Boyan Slat is a young engineer from Holland who has a plan to vacuum plastic particles out of the gyres with a giant array of high-tech machinery. It’s a bold notion and he’s attracted a lot of investors who have put up a pile of good money in the hopes that he is correct in his assessments. But in the end, I’m pretty sure it will play out as a daft idea fraught with integral deficiencies and will soon be gone, along with all the cash. But the plastic will still be around.
To debate the relative worthiness of the idea, however, might be missing the point. Whether Slat’s invention will actually function as advertised, the real story here may be our genetic hunger for instant solutions to complicated problems. “Seven-minute Abs,” for example, will take care of all those slack years of beer and pizza, just like that. Just seven minutes a day. And then there are the emails: “I work at home for just a few short hours a week and I made $64,000 last month. You can too.” We are hardwired to listen to these lies, and we are steadfast in our belief that some savior will arise to solve these problems for us, these things that we messed up even though we should have known better. We seek someone or something who will save us from ourselves.
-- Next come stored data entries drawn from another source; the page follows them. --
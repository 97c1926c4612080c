//! Repository for the `users` table.

use hourbook_core::types::DbId;
use sqlx::PgPool;

/// Read access to user attributes the hour-report workflow needs.
pub struct UserRepo;

impl UserRepo {
    /// The user's hourly rate. `None` if the user is unknown or has no rate.
    pub async fn hourly_rate(pool: &PgPool, user_id: DbId) -> Result<Option<f64>, sqlx::Error> {
        let rate: Option<Option<f64>> =
            sqlx::query_scalar("SELECT hourly_rate FROM users WHERE id = $1")
                .bind(user_id)
                .fetch_optional(pool)
                .await?;
        Ok(rate.flatten())
    }
}
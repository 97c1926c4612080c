//! Repository for hour reports in the `project_costs` table.

use hourbook_core::hour_report::{HourReportChanges, NewHourReport};
use hourbook_core::project_cost::{CostKind, ReportState, StateId};
use hourbook_core::types::DbId;
use sqlx::PgPool;

use crate::models::project_cost::ProjectCostRow;

/// Column list shared across queries to avoid repetition.
const COLUMNS: &str = "id, \"type\", name, description, user_id, task_id, date, hours, cost, \
                       state, created_at, updated_at";

/// Provides CRUD operations for hour reports.
///
/// Reads by id return the row whatever its kind so the caller decides how
/// to treat other cost records; every other query is restricted to
/// `HourReport` rows.
pub struct HourReportRepo;

impl HourReportRepo {
    /// Insert a new hour report, returning the created row.
    pub async fn create(pool: &PgPool, input: &NewHourReport) -> Result<ProjectCostRow, sqlx::Error> {
        let query = format!(
            "INSERT INTO project_costs
                (\"type\", name, description, user_id, task_id, date, hours, cost, state)
             VALUES ($1, $2, $3, $4, $5, $6, $7, $8, $9)
             RETURNING {COLUMNS}"
        );
        sqlx::query_as::<_, ProjectCostRow>(&query)
            .bind(CostKind::HourReport.as_str())
            .bind(&input.name)
            .bind(&input.description)
            .bind(input.user_id)
            .bind(input.task_id)
            .bind(input.date)
            .bind(input.hours)
            .bind(input.cost)
            .bind(input.state.id())
            .fetch_one(pool)
            .await
    }

    /// Find a cost row of any kind by its ID.
    pub async fn find_by_id(pool: &PgPool, id: DbId) -> Result<Option<ProjectCostRow>, sqlx::Error> {
        let query = format!("SELECT {COLUMNS} FROM project_costs WHERE id = $1");
        sqlx::query_as::<_, ProjectCostRow>(&query)
            .bind(id)
            .fetch_optional(pool)
            .await
    }

    /// List a user's hour reports, newest date first.
    ///
    /// `states` of `None` lists every state.
    pub async fn list_for_owner(
        pool: &PgPool,
        user_id: DbId,
        states: Option<&[ReportState]>,
    ) -> Result<Vec<ProjectCostRow>, sqlx::Error> {
        let state_ids: Option<Vec<StateId>> =
            states.map(|states| states.iter().map(|s| s.id()).collect());
        let query = format!(
            "SELECT {COLUMNS} FROM project_costs
             WHERE \"type\" = $1
               AND user_id = $2
               AND ($3::SMALLINT[] IS NULL OR state = ANY($3))
             ORDER BY date DESC, id DESC"
        );
        sqlx::query_as::<_, ProjectCostRow>(&query)
            .bind(CostKind::HourReport.as_str())
            .bind(user_id)
            .bind(state_ids)
            .fetch_all(pool)
            .await
    }

    /// Update an hour report. `None` attributes keep their stored value and
    /// `Some(None)` clears `name` or `description`; cost and state are
    /// always written.
    ///
    /// Returns `None` if no hour report with the given `id` exists.
    pub async fn update(
        pool: &PgPool,
        id: DbId,
        input: &HourReportChanges,
    ) -> Result<Option<ProjectCostRow>, sqlx::Error> {
        let query = format!(
            "UPDATE project_costs SET
                task_id = COALESCE($3, task_id),
                date = COALESCE($4, date),
                hours = COALESCE($5, hours),
                name = CASE WHEN $6 THEN $7 ELSE name END,
                description = CASE WHEN $8 THEN $9 ELSE description END,
                cost = $10,
                state = $11,
                updated_at = NOW()
             WHERE id = $1 AND \"type\" = $2
             RETURNING {COLUMNS}"
        );
        sqlx::query_as::<_, ProjectCostRow>(&query)
            .bind(id)
            .bind(CostKind::HourReport.as_str())
            .bind(input.task_id)
            .bind(input.date)
            .bind(input.hours)
            .bind(input.name.is_some())
            .bind(input.name.clone().flatten())
            .bind(input.description.is_some())
            .bind(input.description.clone().flatten())
            .bind(input.cost)
            .bind(input.state.id())
            .fetch_optional(pool)
            .await
    }

    /// Permanently delete an hour report. Returns `true` if a row was removed.
    pub async fn delete(pool: &PgPool, id: DbId) -> Result<bool, sqlx::Error> {
        let result = sqlx::query("DELETE FROM project_costs WHERE id = $1 AND \"type\" = $2")
            .bind(id)
            .bind(CostKind::HourReport.as_str())
            .execute(pool)
            .await?;
        Ok(result.rows_affected() > 0)
    }
}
Which sounds kind of like religion because it is. We want an omnipotent being to put it all right again, whether we’re talking about our weight, the dismal state of our finances or the immense ecological problems facing the planet. We are looking for a reset button for all of these and more, looking for a god-like solution all the time, almost always against the backdrop of our own poor judgment.
The blueprints for any real environmental change may not include the degree of instant gratification that we seek, but there are still paths to success that involve time and commitment; they are slower, to be certain, but unlike the alternatives, they work. When it comes to plastic in the ocean, reducing demand is key. There is more to it, but that is the one critical component. The personal decision to use less of the stuff is its own force of nature, and can gather momentum and size as it goes forward. Less consumption will lead to less production, which will limit what gets into the water beyond what any machine can suck up after the fact. (If all that sounds too simple, if there are not enough moving parts or engineering genius or carbon-fiber Fetzer valves for you, you can always write a check to Mr. Slat.)
When it comes to real change, Margaret Mead nailed it a long time ago: “Never doubt that a small group of thoughtful committed citizens can change the world. Indeed, it is the only thing that ever has.”